Start of Block

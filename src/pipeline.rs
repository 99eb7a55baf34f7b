//! The tag history pipeline: order check, grouping of revisions per element,
//! tag extraction and history compression, as one lazy pass over the input.

pub mod compress_history;
pub mod extract_tags;

use crate::data::history::HistoryLine;
use crate::data::osm::RawElement;
use crate::errors::Result;
use crate::stream::StreamExt;

use self::compress_history::compress_history;
use self::extract_tags::extract_tags;

/// Turn a stream of element revisions into output lines, one per element that
/// ever had a tracked tag while visible.
///
/// Nothing is pulled from `elements` until the returned iterator is polled.
/// Errors from the reader and ordering violations come out as `Err` items.
pub fn tag_history_lines<I>(elements: I, tags_to_extract: Vec<String>) -> impl Iterator<Item = Result<HistoryLine>>
where
    I: Iterator<Item = Result<RawElement>>,
{
    elements
        .guard_order()
        .group_consecutive_by(|element: &RawElement| Ok(element.tid()))
        .filter_map(move |group| {
            let revisions = match group {
                Ok(group) => group
                    .iter()
                    .map(|element| extract_tags(&tags_to_extract, element))
                    .collect(),
                Err(err) => return Some(Err(err)),
            };
            match compress_history(revisions) {
                Ok(Some(history)) => Some(HistoryLine::try_from(history)),
                Ok(None) => None,
                Err(err) => Some(Err(err)),
            }
        })
}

End of Block

EXERCISE: All lines in the records above that contain "data" are to be reported.

WRITTEN SOLUTION:
use crate::data::history::HistoryLine;
use crate::data::osm::RawElement;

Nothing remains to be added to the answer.